#### Exercise goal
Your job is to transcribe the material exactly, every line included.

#### Source material
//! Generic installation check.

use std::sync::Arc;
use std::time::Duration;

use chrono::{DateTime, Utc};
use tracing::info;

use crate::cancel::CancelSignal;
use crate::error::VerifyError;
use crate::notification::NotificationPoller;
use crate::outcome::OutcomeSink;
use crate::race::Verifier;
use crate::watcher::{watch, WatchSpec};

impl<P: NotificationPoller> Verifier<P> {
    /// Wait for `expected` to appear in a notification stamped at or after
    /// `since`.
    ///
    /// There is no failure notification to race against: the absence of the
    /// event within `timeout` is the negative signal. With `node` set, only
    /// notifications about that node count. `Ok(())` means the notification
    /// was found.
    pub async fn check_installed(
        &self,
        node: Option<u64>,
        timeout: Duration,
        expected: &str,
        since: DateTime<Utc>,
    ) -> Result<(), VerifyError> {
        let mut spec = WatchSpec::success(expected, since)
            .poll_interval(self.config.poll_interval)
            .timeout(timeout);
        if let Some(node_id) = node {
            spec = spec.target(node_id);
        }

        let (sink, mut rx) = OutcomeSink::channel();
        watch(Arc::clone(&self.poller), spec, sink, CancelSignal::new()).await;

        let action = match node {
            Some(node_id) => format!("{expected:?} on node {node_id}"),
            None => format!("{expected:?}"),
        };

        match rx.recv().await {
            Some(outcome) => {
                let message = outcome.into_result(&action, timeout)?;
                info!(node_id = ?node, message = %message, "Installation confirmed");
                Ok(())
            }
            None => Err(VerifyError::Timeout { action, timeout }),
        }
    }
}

#### Your response
//! Generic installation check.

use std::sync::Arc;
use std::time::Duration;

use chrono::{DateTime, Utc};
use tracing::info;

use crate::cancel::CancelSignal;
use crate::error::VerifyError;
use crate::notification::NotificationPoller;
use crate::outcome::OutcomeSink;
use crate::race::Verifier;
use crate::watcher::{watch, WatchSpec};

impl<P: NotificationPoller> Verifier<P> {
    /// Wait for `expected` to appear in a notification stamped at or after
    /// `since`.
    ///
    /// There is no failure notification to race against: the absence of the
    /// event within `timeout` is the negative signal. With `node` set, only
    /// notifications about that node count. `Ok(())` means the notification
    /// was found.
    pub async fn check_installed(
        &self,
        node: Option<u64>,
        timeout: Duration,
        expected: &str,
        since: DateTime<Utc>,
    ) -> Result<(), VerifyError> {
        let mut spec = WatchSpec::success(expected, since)
            .poll_interval(self.config.poll_interval)
            .timeout(timeout);
        if let Some(node_id) = node {
            spec = spec.target(node_id);
        }

        let (sink, mut rx) = OutcomeSink::channel();
        watch(Arc::clone(&self.poller), spec, sink, CancelSignal::new()).await;

        let action = match node {
            Some(node_id) => format!("{expected:?} on node {node_id}"),
            None => format!("{expected:?}"),
        };

        match rx.recv().await {
            Some(outcome) => {
                let message = outcome.into_result(&action, timeout)?;
                info!(node_id = ?node, message = %message, "Installation confirmed");
                Ok(())
            }
            None => Err(VerifyError::Timeout { action, timeout }),
        }
    }
}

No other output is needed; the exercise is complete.